The Crosh Vushta or mustering cross was the means by which the country was raised to defend it and stern were the rules that governed its use. The assembling token was in the form of a wooden cross, and is referred to both in the old laws of Norway and in the Icelandic laws in the time of the Norse Kings of Man. It was made from two chosen pieces of the keirn (rowan) about half a cubit in length, mortised together and fastened by a dowel. There was a handle for easy carrying. In the Sagas it is called the War Arrow. It was used, too, for calling freemen to meetings of the ‘Thing‘ or parliament. The Heimskringler tells us that:
“Each householder had to pass it on to his neighbours. If the house was shut up, it was stuck in the door. If the door was un-locked, but no one in the house, it was stuck in the house-father’s great chair in the fireside.”

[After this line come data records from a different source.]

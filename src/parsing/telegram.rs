//! Telegram Desktop export model.
//!
//! A single-chat export (`result.json`) looks like:
//!
//! ```json
//! {
//!   "name": "Rust Chat",
//!   "type": "public_supergroup",
//!   "id": 1234567,
//!   "messages": [
//!     {"id": 1, "type": "message", "date_unixtime": "1705314600",
//!      "from": "Alice", "from_id": "user1001", "text": "Hello!"}
//!   ]
//! }
//! ```
//!
//! `views`, `forwards` and `replies` are read when present (channel exports
//! and generated fixtures carry them) and default to 0.

use chrono::{DateTime, NaiveDateTime, Utc};
use serde::Deserialize;
use serde_json::Value;

use crate::MessageRecord;

/// Raw exported message.
#[derive(Debug, Deserialize)]
pub struct TelegramRawMessage {
    pub id: Option<u64>,
    /// `"message"` or `"service"`
    #[serde(rename = "type")]
    pub msg_type: String,
    /// Local time, `2024-01-15T10:30:00`
    pub date: Option<String>,
    /// Unix timestamp as string
    pub date_unixtime: Option<String>,
    /// Sender display name
    pub from: Option<String>,
    /// Sender id, `user123` or `channel123`
    pub from_id: Option<String>,
    /// String or array of strings and entity objects
    pub text: Option<Value>,
    #[serde(default)]
    pub views: Option<u64>,
    #[serde(default)]
    pub forwards: Option<u64>,
    #[serde(default)]
    pub replies: Option<u64>,
    /// One entry per reaction kind
    #[serde(default)]
    pub reactions: Vec<TelegramReaction>,
}

/// Reaction counter in an exported message.
#[derive(Debug, Deserialize)]
pub struct TelegramReaction {
    #[serde(default)]
    pub count: u64,
}

/// Export wrapper.
#[derive(Debug, Deserialize)]
pub struct TelegramExport {
    pub name: Option<String>,
    #[serde(rename = "type")]
    pub chat_type: Option<String>,
    pub id: Option<i64>,
    #[serde(default)]
    pub messages: Vec<TelegramRawMessage>,
}

/// Flattens Telegram's `text` field into one string.
///
/// ```ignore
/// use serde_json::json;
///
/// let complex = json!(["Check this: ", {"type": "link", "text": "https://example.com"}]);
/// assert_eq!(extract_telegram_text(&complex), "Check this: https://example.com");
/// ```
pub fn extract_telegram_text(text_value: &Value) -> String {
    match text_value {
        Value::String(s) => s.clone(),
        Value::Array(arr) => arr
            .iter()
            .filter_map(|item| match item {
                Value::String(s) => Some(s.clone()),
                Value::Object(obj) => obj
                    .get("text")
                    .and_then(|v| v.as_str())
                    .map(ToString::to_string),
                _ => None,
            })
            .collect::<String>(),
        _ => String::new(),
    }
}

/// Parses a Unix timestamp string such as `"1705314600"`.
pub fn parse_unix_timestamp(ts_str: &str) -> Option<DateTime<Utc>> {
    ts_str
        .parse::<i64>()
        .ok()
        .and_then(|ts| DateTime::from_timestamp(ts, 0))
}

/// Parses the `date` field, read as UTC.
fn parse_iso_date(date: &str) -> Option<DateTime<Utc>> {
    NaiveDateTime::parse_from_str(date, "%Y-%m-%dT%H:%M:%S")
        .ok()
        .map(|naive| naive.and_utc())
}

/// Converts a raw message into a [`MessageRecord`].
///
/// Returns `None` for service messages and for messages without an id or a
/// readable date. Media-only messages are kept with no text.
pub fn parse_telegram_message(msg: &TelegramRawMessage) -> Option<MessageRecord> {
    if msg.msg_type != "message" {
        return None;
    }

    let id = msg.id?;
    let timestamp = msg
        .date_unixtime
        .as_deref()
        .and_then(parse_unix_timestamp)
        .or_else(|| msg.date.as_deref().and_then(parse_iso_date))?;

    let mut record = MessageRecord::new(id, timestamp)
        .with_views(msg.views.unwrap_or(0))
        .with_forwards(msg.forwards.unwrap_or(0))
        .with_replies(msg.replies.unwrap_or(0))
        .with_reactions(msg.reactions.iter().map(|r| r.count).sum());

    let text = msg.text.as_ref().map(extract_telegram_text).unwrap_or_default();
    if !text.trim().is_empty() {
        record = record.with_text(text);
    }
    if let Some(sender) = msg.from_id.as_deref().or(msg.from.as_deref()) {
        record = record.with_sender(sender);
    }

    Some(record)
}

In 1497 the warden in charge of the night watch at Douglas declared that Patrick McKerron had not kept his Watch according to the custom of the country but had kept the cross in his house for nine days. He would be at the mercy of the King, for his ‘lyfe and lymbe.’
Thomas Moore of the Milnes in Kirk Malew, for neglecting the Watch and keeping the Watch Cross two days, was in 1611 ordered to be fined severely.
From various fines which are recorded in the Exchequer Books at different periods, we learn that Watch and Ward was enforced as late as 1815.
Dr. Clague in his Manx Reminiscences says that the Manx ‘Crosh Losht‘, or what was called the ‘Fiery cross in Scotland, was about two feet in length, and the end was burnt.’ On the Isle of Man, each quarterland owner in every parish had to carry it to the house of his next neighbour, and so on until the parish freemen had all been notified.